Не лучше обстояли дела на семейном фронте. В 20-х годах были не редки «браки втроем», которые, как правило, оборачивались грязноватым фарсом, а иногда трагедиями. Традиционные браки тоже стали непрочными, и временами в Петрограде количество разводившихся было больше, чем число вступавших в брак. Очень многие разводившиеся объясняли свое решение плохими жилищными условиями, увеличением квартплаты, ростом налогов и безработицей. Но самая страшная статистика того времени относится к рождаемости, абортам и детской смертности: в 1923 году в городе, по официальным данным, было сделано почти три тысячи абортов, в 1924-м — втрое больше. «Социальный состав женщин: 65,2 % — рабочие, 17,1 % — служащие, 8,1 % — безработные…» — писала «Красная газета». Эти данные красноречиво свидетельствовали о жизни ленинградского пролетариата. В 1924 году власти попытались бороться с этим бедствием, теперь в абортарии принимали только после разрешения специальных районных комиссий. По данным этих комиссий, большинство обращавшихся к ним женщин ссылались на нехватку жилья и недостаток средств. Введенные ограничения ничего не изменили, в августе 1925 года «Красная газета» сообщала, что «в последний год сильно возросло число абортов… В мае число абортов составило 43,7 % к общему числу рождений, в июне — 47,5 %. При этом не учитываются тайные аборты без разрешения». Иными словами, в Ленинграде 1925 года не был рожден каждый второй ребенок. В декабре того же года были опубликованы данные о детской смертности: 17 % новорожденных умирали в грудном возрасте. Страшные, зловещие цифры.

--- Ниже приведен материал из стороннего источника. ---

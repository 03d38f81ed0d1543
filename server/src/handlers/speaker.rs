//! Speaker handlers.

use serde::{Deserialize, Serialize};
use sqlx::PgPool;
use summit_engine::Speaker;

use crate::db;
use crate::error::{ApiError, Result};

/// Inbound speaker fields.
#[derive(Debug, Default, Deserialize)]
#[serde(rename_all = "camelCase")]
pub struct SpeakerInput {
    pub display_name: Option<String>,
    pub main_email: Option<String>,
}

/// Outbound speaker representation.
#[derive(Debug, Serialize, Deserialize)]
#[serde(rename_all = "camelCase")]
pub struct SpeakerForm {
    pub id: i64,
    pub display_name: String,
    pub main_email: String,
}

/// List wrapper for speaker responses.
#[derive(Debug, Serialize, Deserialize)]
pub struct SpeakerForms {
    pub items: Vec<SpeakerForm>,
}

fn row_to_form(row: &db::speakers::SpeakerRow) -> SpeakerForm {
    SpeakerForm {
        id: row.id,
        display_name: row.display_name.clone(),
        main_email: row.main_email.clone(),
    }
}

/// Register a speaker.
pub async fn handle_create(pool: &PgPool, input: SpeakerInput) -> Result<SpeakerForm> {
    let speaker = Speaker::new(input.display_name, input.main_email)?;
    let id = db::speakers::insert(pool, &speaker).await?;
    Ok(SpeakerForm {
        id,
        display_name: speaker.display_name,
        main_email: speaker.main_email,
    })
}

/// Fetch one speaker by id.
pub async fn handle_get(pool: &PgPool, id: i64) -> Result<SpeakerForm> {
    let row = db::speakers::get(pool, id)
        .await?
        .ok_or_else(|| ApiError::NotFound(format!("speaker {id}")))?;
    Ok(row_to_form(&row))
}

/// All speakers with an exact display name.
pub async fn handle_by_name(pool: &PgPool, name: &str) -> Result<SpeakerForms> {
    let rows = db::speakers::by_name(pool, name).await?;
    Ok(SpeakerForms {
        items: rows.iter().map(row_to_form).collect(),
    })
}

/// All registered speakers.
pub async fn handle_all(pool: &PgPool) -> Result<SpeakerForms> {
    let rows = db::speakers::all(pool).await?;
    Ok(SpeakerForms {
        items: rows.iter().map(row_to_form).collect(),
    })
}
#[cfg(test)]
mod tests {
    use super::*;
    use crate::key::Key;

    fn conference_key() -> Key {
        Key::conference("organizer-1", 10)
    }

    #[test]
    fn conference_defaults() {
        let conf = Conference::builder()
            .name(Some("GopherCon".into()))
            .build(conference_key(), "organizer-1")
            .unwrap();

        assert_eq!(conf.city, DEFAULT_CITY);
        assert_eq!(conf.topics, vec!["Default", "Topic"]);
        assert_eq!(conf.max_attendees, 0);
        assert_eq!(conf.seats_available, 0);
        assert_eq!(conf.month, 0);
    }

    #[test]
    fn conference_name_required() {
        let result = Conference::builder().build(conference_key(), "organizer-1");
        assert!(matches!(result, Err(Error::MissingRequiredField(f)) if f == "name"));

        let result = Conference::builder()
            .name(Some(String::new()))
            .build(conference_key(), "organizer-1");
        assert!(matches!(result, Err(Error::MissingRequiredField(_))));
    }

    #[test]
    fn conference_month_derived_from_start_date() {
        let conf = Conference::builder()
            .name(Some("RustConf".into()))
            .start_date(NaiveDate::from_ymd_opt(2026, 9, 12))
            .max_attendees(Some(150))
            .build(conference_key(), "organizer-1")
            .unwrap();

        assert_eq!(conf.month, 9);
        assert_eq!(conf.seats_available, 150);
    }

    #[test]
    fn conference_rejects_negative_capacity() {
        let result = Conference::builder()
            .name(Some("RustConf".into()))
            .max_attendees(Some(-5))
            .build(conference_key(), "organizer-1");
        assert!(matches!(result, Err(Error::InvalidValue { field, .. }) if field == "maxAttendees"));
    }

    #[test]
    fn patch_recomputes_month() {
        let mut conf = Conference::builder()
            .name(Some("RustConf".into()))
            .start_date(NaiveDate::from_ymd_opt(2026, 9, 12))
            .build(conference_key(), "organizer-1")
            .unwrap();

        ConferencePatch {
            start_date: NaiveDate::from_ymd_opt(2027, 2, 1),
            ..Default::default()
        }
        .apply(&mut conf);

        assert_eq!(conf.month, 2);
        assert_eq!(conf.name, "RustConf"); // untouched
    }

    #[test]
    fn patch_cannot_change_owner_or_seats() {
        let mut conf = Conference::builder()
            .name(Some("RustConf".into()))
            .max_attendees(Some(10))
            .build(conference_key(), "organizer-1")
            .unwrap();
        conf.seats_available = 3;

        ConferencePatch {
            max_attendees: Some(20),
            ..Default::default()
        }
        .apply(&mut conf);

        assert_eq!(conf.organizer_user_id, "organizer-1");
        assert_eq!(conf.max_attendees, 20);
        // The seat counter only moves through registration transitions.
        assert_eq!(conf.seats_available, 3);
    }

    #[test]
    fn session_defaults() {
        let key = Key::session(conference_key(), 3);
        let session = Session::builder()
            .name(Some("Intro to Lifetimes".into()))
            .build(key)
            .unwrap();

        assert_eq!(session.session_type, DEFAULT_SESSION_TYPE);
        assert_eq!(session.highlight, DEFAULT_HIGHLIGHT);
        assert!(session.duration_minutes.is_none());
        assert_eq!(session.conference_key(), Some(&conference_key()));
    }

    #[test]
    fn speaker_requires_name_and_email() {
        assert!(matches!(
            Speaker::new(None, Some("a@b.c".into())),
            Err(Error::MissingRequiredField(f)) if f == "displayName"
        ));
        assert!(matches!(
            Speaker::new(Some("Ada".into()), None),
            Err(Error::MissingRequiredField(f)) if f == "mainEmail"
        ));
        assert!(Speaker::new(Some("Ada".into()), Some("a@b.c".into())).is_ok());
    }

    #[test]
    fn tee_shirt_size_roundtrip() {
        for size in [
            TeeShirtSize::NotSpecified,
            TeeShirtSize::XsW,
            TeeShirtSize::MM,
            TeeShirtSize::XxxlW,
        ] {
            assert_eq!(TeeShirtSize::parse(size.as_str()).unwrap(), size);
        }
        assert!(TeeShirtSize::parse("HUGE").is_err());
    }
}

Так продолжалось из года в год. Автор замечательного дневника 30-х годов, молодой ленинградец Аркадий Георгиевич Маньков записал в сентябре 1933 года: «У нас [на заводе „Красный треугольник“] работают преимущественно женщины и, в большинстве, молодые девушки. Сейчас 175 женщин. И ни одна из них не гуляет по родам. Но большинство больничных листов, проходящих через мои руки, говорит об абортах и преждевременных выкидышах. Это знаменует, что прирост населения в нашей стране слаб (в особенности в крупных городах)». Добавим к слабому естественному приросту населения коллективизацию, погубившую миллионы крестьянских жизней, и становится ясно, что демографическая ситуация в стране приняла угрожающий характер. Поэтому в июне 1936 года вышло постановление ЦИК и СНК СССР о запрещении абортов. Я не могу осуждать это решение — несмотря на тяготы тогдашней жизни, на то, что детям предстояло пережить войну и послевоенную нужду и голод. В середине 60-х годов людям этого поколения было по тридцать, сейчас — за шестьдесят. В нем так много замечательных, достойных людей, и страшно представить, что бо?льшая часть этих жизней могла кануть в небытие в мясорубках абортариев.